## Exercise instructions
Below is a block of records; please copy all of them exactly.

## Supplied records
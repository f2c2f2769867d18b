//! Plain-text rendering for terminal output.

use std::fmt::Write;

use agrigate_ai::{InferencePath, LoadReport, Prediction};
use agrigate_core::Domain;

const RULE: &str = "+------------------------------------------------------------+";

pub fn render_prediction(p: &Prediction) -> String {
    let mut out = String::new();
    let _ = writeln!(out, "{RULE}");
    let _ = writeln!(out, "  {:<14}{}", "domain", p.domain);
    let _ = writeln!(out, "  {:<14}{}", "bucket", p.bucket);
    if let Some(label) = p.label.as_deref().filter(|l| *l != p.bucket) {
        let _ = writeln!(out, "  {:<14}{label}", "class");
    }
    let _ = writeln!(out, "  {:<14}{:.3}", "value", p.value);
    let source = match (p.path, p.fallback_reason) {
        (InferencePath::Model, _) => "model".to_string(),
        (InferencePath::Fallback, Some(reason)) => format!("rule-based estimate ({reason})"),
        (InferencePath::Fallback, None) => "rule-based estimate".to_string(),
    };
    let _ = writeln!(out, "  {:<14}{:.2} via {source}", "confidence", p.confidence);
    if !p.alternatives.is_empty() {
        let _ = writeln!(out, "  alternatives");
        for alt in &p.alternatives {
            let _ = writeln!(out, "    {:<24}{:>6.1}%", alt.label, alt.probability * 100.0);
        }
    }
    if let Some(crops) = &p.recommended_crops {
        let _ = writeln!(out, "  {:<14}{}", "grow", crops.primary.join(", "));
        if !crops.secondary.is_empty() {
            let _ = writeln!(out, "  {:<14}{}", "also", crops.secondary.join(", "));
        }
    }
    let _ = writeln!(out, "  {:<14}{}", "computed", p.computed_at.to_rfc3339());
    let _ = writeln!(out, "{RULE}");
    out
}

pub fn render_catalog(summary: &[(Domain, Vec<String>)], report: &LoadReport) -> String {
    let mut out = String::new();
    let _ = writeln!(out, "{RULE}");
    for (domain, roles) in summary {
        let roles = if roles.is_empty() {
            "(fallback only)".to_string()
        } else {
            roles.join(", ")
        };
        let _ = writeln!(out, "  {:<14}{roles}", domain.as_str());
    }
    let _ = writeln!(out, "{RULE}");
    let _ = writeln!(
        out,
        "  loaded {}, unsupported {}, failed {}",
        report.loaded.len(),
        report.unsupported.len(),
        report.failed.len()
    );
    for skipped in report.unsupported.iter().chain(&report.failed) {
        let _ = writeln!(
            out,
            "    {} {}: {}",
            skipped.component.domain, skipped.component.role, skipped.reason
        );
    }
    out
}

## Task response
repository f2c2f2769867d18b
//! Plain-text rendering for terminal output.

use std::fmt::Write;

use agrigate_ai::{InferencePath, LoadReport, Prediction};
use agrigate_core::Domain;

const RULE: &str = "+------------------------------------------------------------+";

pub fn render_prediction(p: &Prediction) -> String {
    let mut out = String::new();
    let _ = writeln!(out, "{RULE}");
    let _ = writeln!(out, "  {:<14}{}", "domain", p.domain);
    let _ = writeln!(out, "  {:<14}{}", "bucket", p.bucket);
    if let Some(label) = p.label.as_deref().filter(|l| *l != p.bucket) {
        let _ = writeln!(out, "  {:<14}{label}", "class");
    }
    let _ = writeln!(out, "  {:<14}{:.3}", "value", p.value);
    let source = match (p.path, p.fallback_reason) {
        (InferencePath::Model, _) => "model".to_string(),
        (InferencePath::Fallback, Some(reason)) => format!("rule-based estimate ({reason})"),
        (InferencePath::Fallback, None) => "rule-based estimate".to_string(),
    };
    let _ = writeln!(out, "  {:<14}{:.2} via {source}", "confidence", p.confidence);
    if !p.alternatives.is_empty() {
        let _ = writeln!(out, "  alternatives");
        for alt in &p.alternatives {
            let _ = writeln!(out, "    {:<24}{:>6.1}%", alt.label, alt.probability * 100.0);
        }
    }
    if let Some(crops) = &p.recommended_crops {
        let _ = writeln!(out, "  {:<14}{}", "grow", crops.primary.join(", "));
        if !crops.secondary.is_empty() {
            let _ = writeln!(out, "  {:<14}{}", "also", crops.secondary.join(", "));
        }
    }
    let _ = writeln!(out, "  {:<14}{}", "computed", p.computed_at.to_rfc3339());
    let _ = writeln!(out, "{RULE}");
    out
}

pub fn render_catalog(summary: &[(Domain, Vec<String>)], report: &LoadReport) -> String {
    let mut out = String::new();
    let _ = writeln!(out, "{RULE}");
    for (domain, roles) in summary {
        let roles = if roles.is_empty() {
            "(fallback only)".to_string()
        } else {
            roles.join(", ")
        };
        let _ = writeln!(out, "  {:<14}{roles}", domain.as_str());
    }
    let _ = writeln!(out, "{RULE}");
    let _ = writeln!(
        out,
        "  loaded {}, unsupported {}, failed {}",
        report.loaded.len(),
        report.unsupported.len(),
        report.failed.len()
    );
    for skipped in report.unsupported.iter().chain(&report.failed) {
        let _ = writeln!(
            out,
            "    {} {}: {}",
            skipped.component.domain, skipped.component.role, skipped.reason
        );
    }
    out
}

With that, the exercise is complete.